The hexanucleotide repeat expansion
GGGGCC [r(G4C2)exp] within intron
1 of C9orf72 causes genetically defined amyotrophic
lateral sclerosis and frontotemporal
dementia, collectively named c9ALS/FTD. , the repeat expansion causes
neurodegeneration via deleterious phenotypes stemming from r(G4C2)exp RNA gain- and loss-of-function
mechanisms. The r(G4C2)exp RNA folds
into both a hairpin structure with repeating 1 × 1 nucleotide
GG internal loops and a G-quadruplex structure. Here, we report the
identification of a small molecule (CB253) that selectively binds
the hairpin form of r(G4C2)exp. Interestingly,
the small molecule binds to a previously unobserved conformation in
which the RNA forms 2 × 2 nucleotide GG internal loops, as revealed
by a series of binding and structural studies. NMR and molecular dynamics
simulations suggest that the r(G4C2)exp hairpin interconverts between 1 × 1 and 2 × 2 internal
loops through the process of strand slippage.
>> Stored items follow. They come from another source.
pub mod compile_runner;
pub mod log_analyzer;
pub mod page_assigner;
pub mod result_merger;

pub use compile_runner::{CompileOutcome, CompileRunner, SourceSelection};
pub use log_analyzer::{LogAnalyzer, LogReport};
pub use page_assigner::{pages_for_questions, partition_pages, PageGroup, PageTextSource};
pub use result_merger::{CheckerInput, MergeOptions, MergedResult, ResultMerger};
We provide experimental
evidence that CB253 binding indeed shifts the equilibrium toward the
2 × 2 GG internal loop conformation, inhibiting mechanisms that
drive c9ALS/FTD pathobiology, such as repeat-associated non-ATG translation
formation of stress granules and defective nucleocytoplasmic transport
in various cellular models of c9ALS/FTD.